Infected mesh was found to have eroded into bowel causing bowel perforation and fistula from pop with transabdominal surgery performed in 2008.Unbeknownst to me i woke up from surgery with an ileostomy bag (i was told they had to give me one to save my life) i also spent a month in hospital after that surgery, then about 4 days after discharge my body rejected a colonic stent they had put in to help with widening colon until ileostomy bag could be reversed.I spent another week in hospital after that.I had ileostomy bag for 5 months and it was absolutely terrible experience with non-stop stoma burns from the way the ileostomy was situated and also had a very high output bag.I then had reversal of ileostomy in (b)(6) of 2022 (spent over a week and a half in hospital) was then admitted again on (b)(6) 2022 with pain and found out i had a blockage and other concerns.They treated the blockage in hospital and then decided on (b)(6) 2022 to perform an open low anterior resection with a portion of rectum removal for a contained rectal perforation and pelvic pain.I was in hospital again for a month.I am now still in pain and am taking gabapentin 900 mg x 3 and also experiencing bladder incontinence.I also had a bladder lift sling implanted in 2011.So to this date i am still not better and am scheduled for a sigmoidoscopy in (b)(6) of 2022 to see why i'm having issues voiding my bowels.I am totally mentally and physically drained from this experience and am also on a waiting list for a psychiatrist from all the trauma i have experienced.My husband and family have also been affected by this experience and my daughter had to move in with us from (b)(6) 2022 (she lives in vancouver) to help with day-to-day living and for emotional support.Fda safety report id # (b)(4).

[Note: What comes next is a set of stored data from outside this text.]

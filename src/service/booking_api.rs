use async_trait::async_trait;

use crate::clients::api_client::ApiClient;
use crate::errors::ApiError;
use crate::models::auth::{AuthResponse, LoginRequest, RegisterRequest};
use crate::models::booking::Booking;
use crate::models::event::{Event, EventUpload};

/// The backend operations both controllers depend on.
#[async_trait]
pub trait BookingApi: Send + Sync {
    async fn list_events(&self) -> Result<Vec<Event>, ApiError>;
    async fn create_event(&self, upload: &EventUpload) -> Result<Event, ApiError>;
    async fn delete_event(&self, event_id: i64) -> Result<(), ApiError>;
    async fn list_bookings(&self) -> Result<Vec<Booking>, ApiError>;
    async fn book_event(&self, event_id: i64) -> Result<Option<Booking>, ApiError>;
    async fn cancel_booking(&self, booking_id: i64) -> Result<(), ApiError>;
    async fn login(&self, request: &LoginRequest) -> Result<AuthResponse, ApiError>;
    async fn register(&self, request: &RegisterRequest) -> Result<AuthResponse, ApiError>;
    async fn admin_ping(&self) -> Result<String, ApiError>;
}

#[async_trait]
impl BookingApi for ApiClient {
    async fn list_events(&self) -> Result<Vec<Event>, ApiError> {
        self.get_events().await
    }

    async fn create_event(&self, upload: &EventUpload) -> Result<Event, ApiError> {
        ApiClient::create_event(self, upload).await
    }

    async fn delete_event(&self, event_id: i64) -> Result<(), ApiError> {
        ApiClient::delete_event(self, event_id).await
    }

    async fn list_bookings(&self) -> Result<Vec<Booking>, ApiError> {
        self.get_bookings().await
    }

    async fn book_event(&self, event_id: i64) -> Result<Option<Booking>, ApiError> {
        ApiClient::book_event(self, event_id).await
    }

    async fn cancel_booking(&self, booking_id: i64) -> Result<(), ApiError> {
        ApiClient::cancel_booking(self, booking_id).await
    }

    async fn login(&self, request: &LoginRequest) -> Result<AuthResponse, ApiError> {
        ApiClient::login(self, request).await
    }

    async fn register(&self, request: &RegisterRequest) -> Result<AuthResponse, ApiError> {
        ApiClient::register(self, request).await
    }

    async fn admin_ping(&self) -> Result<String, ApiError> {
        ApiClient::admin_ping(self).await
    }
}
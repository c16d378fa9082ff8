#![allow(non_snake_case)]

pub mod clients;
pub mod config;
pub mod errors;
pub mod handlers;
pub mod models;
pub mod service;
pub mod views;
use async_trait::async_trait;
use inquire::Confirm;

/// User-facing confirmations and notices. Controllers never talk to the
/// terminal directly so tests can script the user's answers.
#[async_trait]
pub trait Prompter: Send + Sync {
    async fn confirm(&self, message: &str) -> bool;
    async fn notify(&self, message: &str);
}

pub struct TerminalPrompter;

#[async_trait]
impl Prompter for TerminalPrompter {
    async fn confirm(&self, message: &str) -> bool {
        let message = message.to_string();
        let answer = tokio::task::spawn_blocking(move || {
            Confirm::new(&message).with_default(false).prompt()
        })
        .await;
        match answer {
            Ok(Ok(confirmed)) => confirmed,
            Ok(Err(err)) => {
                tracing::debug!("confirmation aborted: {}", err);
                false
            }
            Err(err) => {
                tracing::error!("confirmation prompt failed: {}", err);
                false
            }
        }
    }

    async fn notify(&self, message: &str) {
        println!("{}", message);
    }
}

/// Answers every confirmation the same way; used for `--yes` runs.
pub struct AutoPrompter {
    pub answer: bool,
}

#[async_trait]
impl Prompter for AutoPrompter {
    async fn confirm(&self, message: &str) -> bool {
        tracing::debug!("auto-answering {:?} with {}", message, self.answer);
        self.answer
    }

    async fn notify(&self, message: &str) {
        println!("{}", message);
    }
}
//! Static configuration for talking to the Twitch API.

use crate::twitch_api::types::PageStrategy;

/// Root of the Kraken REST API.
pub const DEFAULT_API_BASE: &str = "https://api.twitch.tv/kraken";

/// Media type that pins the response format to Kraken v2.
pub const DEFAULT_ACCEPT: &str = "application/vnd.twitchtv.v2+json";

/// Client ID registered for vodpile.
///
/// Public by nature: it identifies the application, it does not authenticate it.
pub const DEFAULT_CLIENT_ID: &str = "38hlgc6gs8kj60lo4r8c4j9m5g6ih94";

/// Largest page size Kraken accepts for the videos listing.
pub const DEFAULT_PAGE_LIMIT: u32 = 100;

/// Which paging strategy to use; see [`PageStrategy`].
#[derive(Debug, Clone, Copy, Default, PartialEq, Eq, clap::ValueEnum)]
pub enum Pagination {
    /// Assemble page URLs locally with `offset=`.
    #[default]
    Offset,
    /// Follow the `_links.next` URL returned with each page.
    Cursor,
}

#[derive(Debug, Clone)]
pub struct TwitchConfig {
    pub api_base: String,
    /// Value of the `Accept` header sent with every request.
    pub accept: String,
    /// Value of the `Client-ID` header sent with every request.
    pub client_id: String,
    /// Page size, passed as `limit=`.
    pub limit: u32,
    pub pagination: Pagination,
    /// Only list past broadcasts, not highlights (`broadcasts=true`).
    pub broadcasts: bool,
    /// Stop after this many pages even if more seem to be available.
    pub max_pages: Option<usize>,
}

impl Default for TwitchConfig {
    fn default() -> Self {
        Self {
            api_base: DEFAULT_API_BASE.to_string(),
            accept: DEFAULT_ACCEPT.to_string(),
            client_id: DEFAULT_CLIENT_ID.to_string(),
            limit: DEFAULT_PAGE_LIMIT,
            pagination: Pagination::default(),
            broadcasts: false,
            max_pages: None,
        }
    }
}

impl TwitchConfig {
    /// URL of the first page of `channel`'s video listing.
    ///
    /// The channel name is embedded as-is; callers are expected to pass a valid login.
    pub fn first_page_url(&self, channel: &str) -> String {
        let mut url = format!(
            "{}/channels/{channel}/videos?limit={}",
            self.api_base.trim_end_matches('/'),
            self.limit
        );
        if self.broadcasts {
            url.push_str("&broadcasts=true");
        }
        url
    }

    /// A fresh paging state, positioned at the first page.
    pub fn page_strategy(&self) -> PageStrategy {
        match self.pagination {
            Pagination::Offset => PageStrategy::offset(self.limit),
            Pagination::Cursor => PageStrategy::cursor(),
        }
    }
}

• Brand Name: PROLENE MESH 2X12
• Type of Device: MESH, SURGICAL, POLYMERIC
• Manufacturer (Section D): ETHICON INC.
• MDR Report Key: 15800271
• MDR Text Key: 303837067
• Report Number: MW5113272
• Device Sequence Number: 1
• Product Code: MQR
• Combination Product (y/n): N
• Reporter Country Code: US
• Number of Events Reported: 1
• Summary Report (Y/N): N
• Report Source: Voluntary
• Reporter Occupation: Patient
• Type of Report: Initial
• Report Date: 11/10/2022
• 3 Devices were Involved in the Event: 1 2 3

1 Patient was Involved in the Event

• Is this an Adverse Event Report?: Yes
• Is this a Product Problem Report?: Yes
• Device Operator: Health Professional
• Device Model Number: PROLENE MESH
• Device Lot Number: XL B855
• Was Device Available for Evaluation?: No
• Initial Date Manufacturer Received: Not provided
• Initial Date FDA Received: 11/14/2022
• Patient Sequence Number: 1
• Treatment: BLADDER SLING; LEVOTHYROXINE SODIUM 50MCG, VORTIOXETINE 29 MG, RABAPRAZOLE SODIUM 20 MG, LORAZEPAM 2MG AT BEDTIME OR AS NEEDED, ESTROGEL 0.06% I PUMP AT BEDTIME, GABAPENTIN 600 MG X 3, MIRABEGRON 50 MG, SOLIFENACIN SUCCINATE 5 MG. BLADDER LIFT SLING.; VITAMIN B12 1000 MCG, VITAMIN D3&K2 1000IU & K2 120MCG (2 CAPSULE'S DAILY), MAGNESIUM GLYCINATE 200MG.
• Patient Outcome(s): Disability; Life Threatening; Hospitalization
• Patient Age: 57 YR
• Patient Sex: Female
• Patient Weight: 68 KG
• Patient Race: White